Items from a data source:
⁂
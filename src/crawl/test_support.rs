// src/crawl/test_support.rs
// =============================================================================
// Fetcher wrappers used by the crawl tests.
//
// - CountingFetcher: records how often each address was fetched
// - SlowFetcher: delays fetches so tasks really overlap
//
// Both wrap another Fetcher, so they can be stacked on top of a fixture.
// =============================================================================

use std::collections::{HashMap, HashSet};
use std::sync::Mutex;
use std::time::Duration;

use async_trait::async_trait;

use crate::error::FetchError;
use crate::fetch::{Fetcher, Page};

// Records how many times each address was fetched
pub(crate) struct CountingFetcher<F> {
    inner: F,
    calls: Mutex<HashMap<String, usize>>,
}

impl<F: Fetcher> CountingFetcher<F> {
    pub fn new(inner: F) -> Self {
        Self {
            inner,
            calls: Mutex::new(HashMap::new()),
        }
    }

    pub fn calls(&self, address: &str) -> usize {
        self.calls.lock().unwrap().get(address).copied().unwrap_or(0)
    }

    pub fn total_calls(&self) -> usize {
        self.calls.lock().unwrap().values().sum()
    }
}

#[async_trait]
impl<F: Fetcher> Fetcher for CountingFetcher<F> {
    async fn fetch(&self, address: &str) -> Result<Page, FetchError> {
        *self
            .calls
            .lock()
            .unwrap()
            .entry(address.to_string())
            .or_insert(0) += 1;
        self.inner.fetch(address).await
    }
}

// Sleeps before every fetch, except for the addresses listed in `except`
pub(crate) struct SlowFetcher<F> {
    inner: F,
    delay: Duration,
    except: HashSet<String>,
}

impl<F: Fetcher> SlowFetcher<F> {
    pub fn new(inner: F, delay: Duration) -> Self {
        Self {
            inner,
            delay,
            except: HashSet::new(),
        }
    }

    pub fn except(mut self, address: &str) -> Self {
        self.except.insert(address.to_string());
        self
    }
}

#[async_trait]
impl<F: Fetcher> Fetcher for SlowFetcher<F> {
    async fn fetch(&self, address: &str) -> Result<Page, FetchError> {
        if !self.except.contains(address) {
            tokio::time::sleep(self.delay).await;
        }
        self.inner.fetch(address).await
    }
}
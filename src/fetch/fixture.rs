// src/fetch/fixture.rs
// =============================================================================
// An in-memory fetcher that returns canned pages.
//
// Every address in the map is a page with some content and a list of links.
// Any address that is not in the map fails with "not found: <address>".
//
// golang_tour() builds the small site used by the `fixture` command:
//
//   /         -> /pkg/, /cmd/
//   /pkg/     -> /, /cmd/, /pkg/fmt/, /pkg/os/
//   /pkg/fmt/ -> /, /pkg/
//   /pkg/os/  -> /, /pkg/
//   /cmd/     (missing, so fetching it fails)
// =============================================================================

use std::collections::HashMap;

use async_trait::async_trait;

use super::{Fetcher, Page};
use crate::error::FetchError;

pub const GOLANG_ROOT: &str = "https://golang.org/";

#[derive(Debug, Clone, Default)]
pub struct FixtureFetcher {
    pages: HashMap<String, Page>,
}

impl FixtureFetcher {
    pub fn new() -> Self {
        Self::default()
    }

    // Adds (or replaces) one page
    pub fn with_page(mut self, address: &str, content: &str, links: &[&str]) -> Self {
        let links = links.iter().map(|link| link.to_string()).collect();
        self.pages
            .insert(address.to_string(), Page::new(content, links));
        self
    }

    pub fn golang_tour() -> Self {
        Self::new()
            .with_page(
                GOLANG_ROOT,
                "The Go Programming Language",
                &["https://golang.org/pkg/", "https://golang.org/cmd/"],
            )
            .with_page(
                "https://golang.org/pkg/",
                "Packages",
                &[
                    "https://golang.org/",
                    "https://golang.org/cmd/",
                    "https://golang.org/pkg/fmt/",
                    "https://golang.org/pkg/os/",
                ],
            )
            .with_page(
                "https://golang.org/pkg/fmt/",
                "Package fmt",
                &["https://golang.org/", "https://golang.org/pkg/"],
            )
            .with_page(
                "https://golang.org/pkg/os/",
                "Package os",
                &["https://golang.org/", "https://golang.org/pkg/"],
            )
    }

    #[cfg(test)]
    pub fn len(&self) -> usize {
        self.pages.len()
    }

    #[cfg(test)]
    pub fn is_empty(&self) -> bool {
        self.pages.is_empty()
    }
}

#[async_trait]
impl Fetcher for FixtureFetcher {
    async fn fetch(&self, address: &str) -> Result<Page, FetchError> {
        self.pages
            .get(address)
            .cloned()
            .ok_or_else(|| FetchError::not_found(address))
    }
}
⁂
EXERCISE AIM: Repeat the records exactly, including every line.

WRITTEN ANSWER:
filename src/crawl/test_support.rs
// src/crawl/test_support.rs
// =============================================================================
// Fetcher wrappers used by the crawl tests.
//
// - CountingFetcher: records how often each address was fetched
// - SlowFetcher: delays fetches so tasks really overlap
//
// Both wrap another Fetcher, so they can be stacked on top of a fixture.
// =============================================================================

use std::collections::{HashMap, HashSet};
use std::sync::Mutex;
use std::time::Duration;

use async_trait::async_trait;

use crate::error::FetchError;
use crate::fetch::{Fetcher, Page};

// Records how many times each address was fetched
pub(crate) struct CountingFetcher<F> {
    inner: F,
    calls: Mutex<HashMap<String, usize>>,
}

impl<F: Fetcher> CountingFetcher<F> {
    pub fn new(inner: F) -> Self {
        Self {
            inner,
            calls: Mutex::new(HashMap::new()),
        }
    }

    pub fn calls(&self, address: &str) -> usize {
        self.calls.lock().unwrap().get(address).copied().unwrap_or(0)
    }

    pub fn total_calls(&self) -> usize {
        self.calls.lock().unwrap().values().sum()
    }
}

#[async_trait]
impl<F: Fetcher> Fetcher for CountingFetcher<F> {
    async fn fetch(&self, address: &str) -> Result<Page, FetchError> {
        *self
            .calls
            .lock()
            .unwrap()
            .entry(address.to_string())
            .or_insert(0) += 1;
        self.inner.fetch(address).await
    }
}

// Sleeps before every fetch, except for the addresses listed in `except`
pub(crate) struct SlowFetcher<F> {
    inner: F,
    delay: Duration,
    except: HashSet<String>,
}

impl<F: Fetcher> SlowFetcher<F> {
    pub fn new(inner: F, delay: Duration) -> Self {
        Self {
            inner,
            delay,
            except: HashSet::new(),
        }
    }

    pub fn except(mut self, address: &str) -> Self {
        self.except.insert(address.to_string());
        self
    }
}

#[async_trait]
impl<F: Fetcher> Fetcher for SlowFetcher<F> {
    async fn fetch(&self, address: &str) -> Result<Page, FetchError> {
        if !self.except.contains(address) {
            tokio::time::sleep(self.delay).await;
        }
        self.inner.fetch(address).await
    }
}
filename src/fetch/fixture.rs
// src/fetch/fixture.rs
// =============================================================================
// An in-memory fetcher that returns canned pages.
//
// Every address in the map is a page with some content and a list of links.
// Any address that is not in the map fails with "not found: <address>".
//
// golang_tour() builds the small site used by the `fixture` command:
//
//   /         -> /pkg/, /cmd/
//   /pkg/     -> /, /cmd/, /pkg/fmt/, /pkg/os/
//   /pkg/fmt/ -> /, /pkg/
//   /pkg/os/  -> /, /pkg/
//   /cmd/     (missing, so fetching it fails)
// =============================================================================

use std::collections::HashMap;

use async_trait::async_trait;

use super::{Fetcher, Page};
use crate::error::FetchError;

pub const GOLANG_ROOT: &str = "https://golang.org/";

#[derive(Debug, Clone, Default)]
pub struct FixtureFetcher {
    pages: HashMap<String, Page>,
}

impl FixtureFetcher {
    pub fn new() -> Self {
        Self::default()
    }

    // Adds (or replaces) one page
    pub fn with_page(mut self, address: &str, content: &str, links: &[&str]) -> Self {
        let links = links.iter().map(|link| link.to_string()).collect();
        self.pages
            .insert(address.to_string(), Page::new(content, links));
        self
    }

    pub fn golang_tour() -> Self {
        Self::new()
            .with_page(
                GOLANG_ROOT,
                "The Go Programming Language",
                &["https://golang.org/pkg/", "https://golang.org/cmd/"],
            )
            .with_page(
                "https://golang.org/pkg/",
                "Packages",
                &[
                    "https://golang.org/",
                    "https://golang.org/cmd/",
                    "https://golang.org/pkg/fmt/",
                    "https://golang.org/pkg/os/",
                ],
            )
            .with_page(
                "https://golang.org/pkg/fmt/",
                "Package fmt",
                &["https://golang.org/", "https://golang.org/pkg/"],
            )
            .with_page(
                "https://golang.org/pkg/os/",
                "Package os",
                &["https://golang.org/", "https://golang.org/pkg/"],
            )
    }

    #[cfg(test)]
    pub fn len(&self) -> usize {
        self.pages.len()
    }

    #[cfg(test)]
    pub fn is_empty(&self) -> bool {
        self.pages.is_empty()
    }
}

#[async_trait]
impl Fetcher for FixtureFetcher {
    async fn fetch(&self, address: &str) -> Result<Page, FetchError> {
        self.pages
            .get(address)
            .cloned()
            .ok_or_else(|| FetchError::not_found(address))
    }
}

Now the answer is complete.